Andrew D. Seidman, MD: Hope, as an I-SPYer, you’re married to the neoadjuvant setting for discovery and translation. Is there anything you want to add to what’s been said about molecular biology, liquid biopsy, or exploiting the neoadjuvant setting? Are you optimistic about where this is going to take us?
Hope S. Rugo, MD: I’m very optimistic. Although very complicated, the ADAPT hormone receptor-positive trial has been quite fascinating, mainly for the concept that you could do a lead-in with endocrine therapy and potentially understand which patients have endocrine-sensitive disease and could avoid chemotherapy. That’s a very interesting idea that we need to try to explore. It’s very tough to do that in all community settings where you would give 2 to 3 weeks of endocrine therapy and repeat Ki-67. We’d have to decide if we need central resources.
But neoadjuvant endocrine therapy overall may be a very good way to understand which patients could potentially avoid chemotherapy based on the data we have from numbers of trials over time. Then I agree that we can differentiate further by ctDNA [circulating tumor DNA]. The question is whether we can use it to more personalize therapy and not to just give what we already know didn’t work in that patient population.
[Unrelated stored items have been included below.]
//! Export job model and state transitions.

use chrono::{DateTime, Duration, Utc};
use serde::{Deserialize, Serialize};
use std::fmt;
use uuid::Uuid;

use crate::renderer::RenderErrorKind;

/// Opaque export job identifier.
#[derive(Debug, Clone, PartialEq, Eq, Hash, Serialize, Deserialize)]
#[serde(transparent)]
pub struct JobId(String);

impl JobId {
    pub fn generate() -> Self {
        Self(Uuid::new_v4().to_string())
    }

    pub fn as_str(&self) -> &str {
        &self.0
    }
}

impl From<String> for JobId {
    fn from(value: String) -> Self {
        Self(value)
    }
}

impl From<&str> for JobId {
    fn from(value: &str) -> Self {
        Self(value.to_string())
    }
}

impl fmt::Display for JobId {
    fn fmt(&self, f: &mut fmt::Formatter<'_>) -> fmt::Result {
        f.write_str(&self.0)
    }
}

#[derive(Debug, Clone, Copy, PartialEq, Eq, Serialize, Deserialize)]
#[serde(rename_all = "lowercase")]
pub enum JobStatus {
    Pending,
    Processing,
    Completed,
    Failed,
}

impl JobStatus {
    pub fn is_terminal(self) -> bool {
        matches!(self, JobStatus::Completed | JobStatus::Failed)
    }
}

impl fmt::Display for JobStatus {
    fn fmt(&self, f: &mut fmt::Formatter<'_>) -> fmt::Result {
        match self {
            JobStatus::Pending => write!(f, "pending"),
            JobStatus::Processing => write!(f, "processing"),
            JobStatus::Completed => write!(f, "completed"),
            JobStatus::Failed => write!(f, "failed"),
        }
    }
}

/// A status change written back by the worker.
///
/// Each variant carries exactly the result field its status allows, so a
/// completed job can never hold an error and a failed job never a file URL.
#[derive(Debug, Clone, PartialEq, Eq)]
pub enum JobUpdate {
    Processing,
    Completed { file_url: String },
    Failed { error: String, kind: RenderErrorKind },
}

/// CV export job as held by the job store and reported on poll.
#[derive(Debug, Clone, PartialEq, Eq, Serialize, Deserialize)]
#[serde(rename_all = "camelCase")]
pub struct ExportJob {
    pub id: JobId,
    pub status: JobStatus,
    pub created_at: DateTime<Utc>,
    pub updated_at: DateTime<Utc>,
    #[serde(default, skip_serializing_if = "Option::is_none")]
    pub file_url: Option<String>,
    #[serde(default, skip_serializing_if = "Option::is_none")]
    pub error: Option<String>,
    #[serde(default, skip_serializing_if = "Option::is_none")]
    pub error_kind: Option<RenderErrorKind>,
}

impl ExportJob {
    pub fn new() -> Self {
        Self::created_at(Utc::now())
    }

    pub fn created_at(now: DateTime<Utc>) -> Self {
        Self {
            id: JobId::generate(),
            status: JobStatus::Pending,
            created_at: now,
            updated_at: now,
            file_url: None,
            error: None,
            error_kind: None,
        }
    }

    /// Applies a worker update. Terminal jobs are left untouched and `false`
    /// is returned.
    pub fn apply(&mut self, update: JobUpdate) -> bool {
        if self.status.is_terminal() {
            return false;
        }

        match update {
            JobUpdate::Processing => {
                self.status = JobStatus::Processing;
            }
            JobUpdate::Completed { file_url } => {
                self.status = JobStatus::Completed;
                self.file_url = Some(file_url);
                self.error = None;
                self.error_kind = None;
            }
            JobUpdate::Failed { error, kind } => {
                self.status = JobStatus::Failed;
                self.file_url = None;
                self.error = Some(error);
                self.error_kind = Some(kind);
            }
        }
        self.updated_at = Utc::now();
        true
    }

    pub fn age(&self, now: DateTime<Utc>) -> Duration {
        now.signed_duration_since(self.created_at)
    }

    /// Time left before the job must be swept, measured from creation.
    pub fn remaining_ttl(&self, ttl: std::time::Duration, now: DateTime<Utc>) -> std::time::Duration {
        let age = self.age(now).to_std().unwrap_or_default();
        ttl.saturating_sub(age)
    }

    pub fn processing_duration_ms(&self) -> Option<i64> {
        if self.status.is_terminal() {
            Some(self.updated_at.signed_duration_since(self.created_at).num_milliseconds())
        } else {
            None
        }
    }
}

impl Default for ExportJob {
    fn default() -> Self {
        Self::new()
    }
}

#[cfg(test)]
mod tests {
    use super::*;
    use std::time::Duration as StdDuration;

    #[test]
    fn test_new_job_is_pending_without_results() {
        let job = ExportJob::new();

        assert_eq!(job.status, JobStatus::Pending);
        assert!(job.file_url.is_none());
        assert!(job.error.is_none());
        assert!(job.processing_duration_ms().is_none());
    }

    #[test]
    fn test_completed_clears_error() {
        let mut job = ExportJob::new();
        assert!(job.apply(JobUpdate::Processing));
        assert!(job.apply(JobUpdate::Completed {
            file_url: "http://localhost/files/cv.pdf".into(),
        }));

        assert_eq!(job.status, JobStatus::Completed);
        assert_eq!(job.file_url.as_deref(), Some("http://localhost/files/cv.pdf"));
        assert!(job.error.is_none());
        assert!(job.error_kind.is_none());
        assert!(job.processing_duration_ms().is_some());
    }

    #[test]
    fn test_terminal_status_is_sticky() {
        let mut job = ExportJob::new();
        job.apply(JobUpdate::Failed {
            error: "renderer crashed".into(),
            kind: RenderErrorKind::Internal,
        });

        let applied = job.apply(JobUpdate::Completed {
            file_url: "http://localhost/files/late.pdf".into(),
        });

        assert!(!applied);
        assert_eq!(job.status, JobStatus::Failed);
        assert!(job.file_url.is_none());
        assert_eq!(job.error_kind, Some(RenderErrorKind::Internal));
    }

    #[test]
    fn test_expiry_measured_from_creation() {
        let created = Utc::now();
        let job = ExportJob::created_at(created);
        let ttl = StdDuration::from_secs(600);

        assert!(!job.remaining_ttl(ttl, created + Duration::seconds(599)).is_zero());
        assert!(job.remaining_ttl(ttl, created + Duration::seconds(600)).is_zero());
        assert!(job.remaining_ttl(ttl, created + Duration::seconds(900)).is_zero());
        assert_eq!(
            job.remaining_ttl(ttl, created + Duration::seconds(100)),
            StdDuration::from_secs(500)
        );
    }

    #[test]
    fn test_wire_format_is_camel_case() {
        let mut job = ExportJob::new();
        job.apply(JobUpdate::Completed {
            file_url: "http://x/files/a.pdf".into(),
        });

        let value = serde_json::to_value(&job).unwrap();
        assert_eq!(value["status"], "completed");
        assert_eq!(value["fileUrl"], "http://x/files/a.pdf");
        assert!(value.get("error").is_none());
        assert!(value.get("createdAt").is_some());
    }
}
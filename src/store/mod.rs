//! Process-wide export job registry.
//!
//! Route handlers are stateless; the store is what connects the handler that
//! created a job, the worker that finishes it and every later poll. One
//! instance is built at startup and shared as [`SharedJobStore`].
//!
//! Jobs live for a fixed TTL counted from creation, whatever their status.
//! Nothing is durable: a restart loses every job, which callers observe as
//! "not found".

use async_trait::async_trait;
use std::sync::Arc;
use std::time::Duration;
use tokio::task::JoinHandle;
use tokio_util::sync::CancellationToken;
use tracing::{debug, error, info};

use crate::job::{ExportJob, JobId, JobUpdate};
use crate::telemetry;

pub mod memory;
pub mod redis;

pub use self::memory::MemoryJobStore;
pub use self::redis::RedisJobStore;

/// Default lifetime of a job, counted from creation.
pub const DEFAULT_JOB_TTL: Duration = Duration::from_secs(10 * 60);

#[derive(Debug, thiserror::Error)]
pub enum StoreError {
    #[error("job store backend error: {0}")]
    Backend(String),

    #[error("corrupt job record: {0}")]
    Corrupt(#[from] serde_json::Error),
}

impl From<::redis::RedisError> for StoreError {
    fn from(e: ::redis::RedisError) -> Self {
        StoreError::Backend(e.to_string())
    }
}

#[async_trait]
pub trait JobStore: Send + Sync {
    /// Allocates a `pending` job and starts its expiry clock.
    async fn create(&self) -> Result<JobId, StoreError>;

    /// Read-only lookup. Expired jobs are reported as absent.
    async fn get(&self, id: &JobId) -> Result<Option<ExportJob>, StoreError>;

    /// Applies a worker update. Returns `false`, after logging, when the job
    /// has already been swept or is terminal.
    async fn update(&self, id: &JobId, update: JobUpdate) -> Result<bool, StoreError>;

    /// Drops every job older than the TTL. Returns how many were removed.
    async fn sweep(&self) -> Result<usize, StoreError>;

    fn backend(&self) -> &'static str;
}

pub type SharedJobStore = Arc<dyn JobStore>;

/// Runs [`JobStore::sweep`] every `every` until `shutdown` fires.
pub fn spawn_sweeper(
    store: SharedJobStore,
    every: Duration,
    shutdown: CancellationToken,
) -> JoinHandle<()> {
    tokio::spawn(async move {
        let mut ticker = tokio::time::interval(every);
        ticker.set_missed_tick_behavior(tokio::time::MissedTickBehavior::Delay);
        info!(
            backend = store.backend(),
            interval_secs = every.as_secs(),
            "Job sweeper started"
        );

        loop {
            tokio::select! {
                _ = shutdown.cancelled() => break,
                _ = ticker.tick() => {}
            }

            match store.sweep().await {
                Ok(0) => debug!("Sweep found no expired jobs"),
                Ok(removed) => {
                    info!(removed, "Swept expired export jobs");
                    telemetry::record_sweep(removed);
                }
                Err(e) => error!("Job sweep failed: {}", e),
            }
        }

        info!("Job sweeper stopped");
    })
}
There was a fascinating poster presented at the 2021 ASCO [American Society of Clinical Oncology annual meeting]. I don’t exactly know how they did it, but they did spinal fluid evaluation in all these people with early stage triple-negative breast cancer. They all got LPs [lumbar punctures]. They showed that if you had ctDNA for a tumor in the CSF [cerebrospinal fluid], those patients did terribly, and they all got brain metastases. We don’t know how to intervene in that group yet, but it does show you the power of looking at some of these other features that are so important in the early stage setting so that we don’t just keep treating everybody with everything.
Andrew D. Seidman, MD: This will challenge our IRBs [institutional review boards] to think outside of the box when we make these crazy proposals to them.
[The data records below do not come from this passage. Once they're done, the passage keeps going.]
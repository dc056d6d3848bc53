//! CV render input and its validation.

use serde::{Deserialize, Serialize};

pub const MAX_LIST_ENTRIES: usize = 50;
pub const MAX_FIELD_CHARS: usize = 5000;

#[derive(Debug, Clone, Copy, Default, PartialEq, Eq, Serialize, Deserialize)]
#[serde(rename_all = "lowercase")]
pub enum CvTemplate {
    #[default]
    Classic,
    Compact,
}

/// Everything the renderer needs to lay out one CV.
#[derive(Debug, Clone, Default, PartialEq, Eq, Serialize, Deserialize)]
#[serde(rename_all = "camelCase")]
pub struct ExportCvData {
    #[serde(default)]
    pub template: CvTemplate,
    pub personal: PersonalInfo,
    #[serde(default, skip_serializing_if = "Option::is_none")]
    pub summary: Option<String>,
    #[serde(default)]
    pub experience: Vec<ExperienceEntry>,
    #[serde(default)]
    pub education: Vec<EducationEntry>,
    #[serde(default)]
    pub skills: Vec<String>,
    #[serde(default)]
    pub languages: Vec<String>,
}

#[derive(Debug, Clone, Default, PartialEq, Eq, Serialize, Deserialize)]
#[serde(rename_all = "camelCase")]
pub struct PersonalInfo {
    #[serde(default)]
    pub full_name: String,
    #[serde(default)]
    pub email: String,
    #[serde(default, skip_serializing_if = "Option::is_none")]
    pub headline: Option<String>,
    #[serde(default, skip_serializing_if = "Option::is_none")]
    pub phone: Option<String>,
    #[serde(default, skip_serializing_if = "Option::is_none")]
    pub location: Option<String>,
    #[serde(default, skip_serializing_if = "Option::is_none")]
    pub website: Option<String>,
}

#[derive(Debug, Clone, Default, PartialEq, Eq, Serialize, Deserialize)]
#[serde(rename_all = "camelCase")]
pub struct ExperienceEntry {
    #[serde(default)]
    pub title: String,
    #[serde(default)]
    pub company: String,
    #[serde(default, skip_serializing_if = "Option::is_none")]
    pub start_date: Option<String>,
    #[serde(default, skip_serializing_if = "Option::is_none")]
    pub end_date: Option<String>,
    #[serde(default, skip_serializing_if = "Option::is_none")]
    pub description: Option<String>,
}

#[derive(Debug, Clone, Default, PartialEq, Eq, Serialize, Deserialize)]
#[serde(rename_all = "camelCase")]
pub struct EducationEntry {
    #[serde(default)]
    pub institution: String,
    #[serde(default, skip_serializing_if = "Option::is_none")]
    pub degree: Option<String>,
    #[serde(default, skip_serializing_if = "Option::is_none")]
    pub start_date: Option<String>,
    #[serde(default, skip_serializing_if = "Option::is_none")]
    pub end_date: Option<String>,
}

/// Field-level validation failures, collected rather than short-circuited.
#[derive(Debug, Clone, PartialEq, Eq, thiserror::Error)]
#[error("invalid CV data: {}", .problems.join("; "))]
pub struct ValidationError {
    pub problems: Vec<String>,
}

impl ExportCvData {
    pub fn validate(&self) -> Result<(), ValidationError> {
        let mut problems = Vec::new();

        if self.personal.full_name.trim().is_empty() {
            problems.push("personal.fullName is required".to_string());
        }
        let email = self.personal.email.trim();
        if email.is_empty() {
            problems.push("personal.email is required".to_string());
        } else if !email.contains('@') {
            problems.push("personal.email is not a valid address".to_string());
        }

        for (i, entry) in self.experience.iter().enumerate() {
            if entry.title.trim().is_empty() {
                problems.push(format!("experience[{i}].title is required"));
            }
            if entry.company.trim().is_empty() {
                problems.push(format!("experience[{i}].company is required"));
            }
        }
        for (i, entry) in self.education.iter().enumerate() {
            if entry.institution.trim().is_empty() {
                problems.push(format!("education[{i}].institution is required"));
            }
        }

        check_len(&mut problems, "experience", self.experience.len());
        check_len(&mut problems, "education", self.education.len());
        check_len(&mut problems, "skills", self.skills.len());
        check_len(&mut problems, "languages", self.languages.len());

        for (field, text) in self.text_fields() {
            if text.chars().count() > MAX_FIELD_CHARS {
                problems.push(format!("{field} exceeds {MAX_FIELD_CHARS} characters"));
            }
        }

        if problems.is_empty() {
            Ok(())
        } else {
            Err(ValidationError { problems })
        }
    }

    fn text_fields(&self) -> Vec<(String, &str)> {
        let p = &self.personal;
        let mut fields: Vec<(String, &str)> = vec![
            ("personal.fullName".into(), p.full_name.as_str()),
            ("personal.email".into(), p.email.as_str()),
        ];
        let optional = [
            ("personal.headline", &p.headline),
            ("personal.phone", &p.phone),
            ("personal.location", &p.location),
            ("personal.website", &p.website),
            ("summary", &self.summary),
        ];
        fields.extend(
            optional
                .into_iter()
                .filter_map(|(name, v)| v.as_deref().map(|s| (name.to_string(), s))),
        );
        for (i, e) in self.experience.iter().enumerate() {
            fields.push((format!("experience[{i}].title"), e.title.as_str()));
            fields.push((format!("experience[{i}].company"), e.company.as_str()));
            let optional = [
                ("startDate", &e.start_date),
                ("endDate", &e.end_date),
                ("description", &e.description),
            ];
            for (name, v) in optional {
                if let Some(s) = v.as_deref() {
                    fields.push((format!("experience[{i}].{name}"), s));
                }
            }
        }
        for (i, e) in self.education.iter().enumerate() {
            fields.push((format!("education[{i}].institution"), e.institution.as_str()));
            let optional = [
                ("degree", &e.degree),
                ("startDate", &e.start_date),
                ("endDate", &e.end_date),
            ];
            for (name, v) in optional {
                if let Some(s) = v.as_deref() {
                    fields.push((format!("education[{i}].{name}"), s));
                }
            }
        }
        for (i, s) in self.skills.iter().enumerate() {
            fields.push((format!("skills[{i}]"), s.as_str()));
        }
        for (i, s) in self.languages.iter().enumerate() {
            fields.push((format!("languages[{i}]"), s.as_str()));
        }
        fields
    }
}

fn check_len(problems: &mut Vec<String>, field: &str, len: usize) {
    if len > MAX_LIST_ENTRIES {
        problems.push(format!("{field} has more than {MAX_LIST_ENTRIES} entries"));
    }
}

#[cfg(test)]
pub(crate) fn sample_cv() -> ExportCvData {
    ExportCvData {
        template: CvTemplate::Classic,
        personal: PersonalInfo {
            full_name: "Ada Lovelace".into(),
            email: "ada@example.com".into(),
            headline: Some("Analytical Engine Programmer".into()),
            phone: None,
            location: Some("London".into()),
            website: None,
        },
        summary: Some("Wrote the first published algorithm for a machine.".into()),
        experience: vec![ExperienceEntry {
            title: "Collaborator".into(),
            company: "Babbage & Co".into(),
            start_date: Some("1842".into()),
            end_date: Some("1843".into()),
            description: Some("Translated and annotated Menabrea's memoir.".into()),
        }],
        education: vec![],
        skills: vec!["Mathematics".into(), "Notes".into()],
        languages: vec!["English".into(), "French".into()],
    }
}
Hope S. Rugo, MD: Absolutely.
Andrew D. Seidman, MD: Aditya, last words?
Aditya Bardia, MD, MPH: Precision medicine. I completely agree with what’s been said before. In the next 5 years, we’re going to see more precision medicine in breast cancer. If you look at breast cancer, it’s probably the poster child for precision medicine with the use of endocrine therapy for ER-positive breast cancer. Then we’ve seen gene expression assays, genotyping, use of PI3-kinase inhibitors, and we’ll have additional assays as well to identify other actionable alterations. There’s also the concept of dynamic biomarkers for monitoring ctDNA or other blood-based biomarkers. It’ll be about the right drug for the right patient based on understanding tumor biology at the right time.
Andrew D. Seidman, MD: Excellent. I want to thank you for bringing your A game and expertise to this session. I want to thank our viewing audience for joining us. We hope you found this OncLive® Peer Exchange to be valuable and informative. Thank you.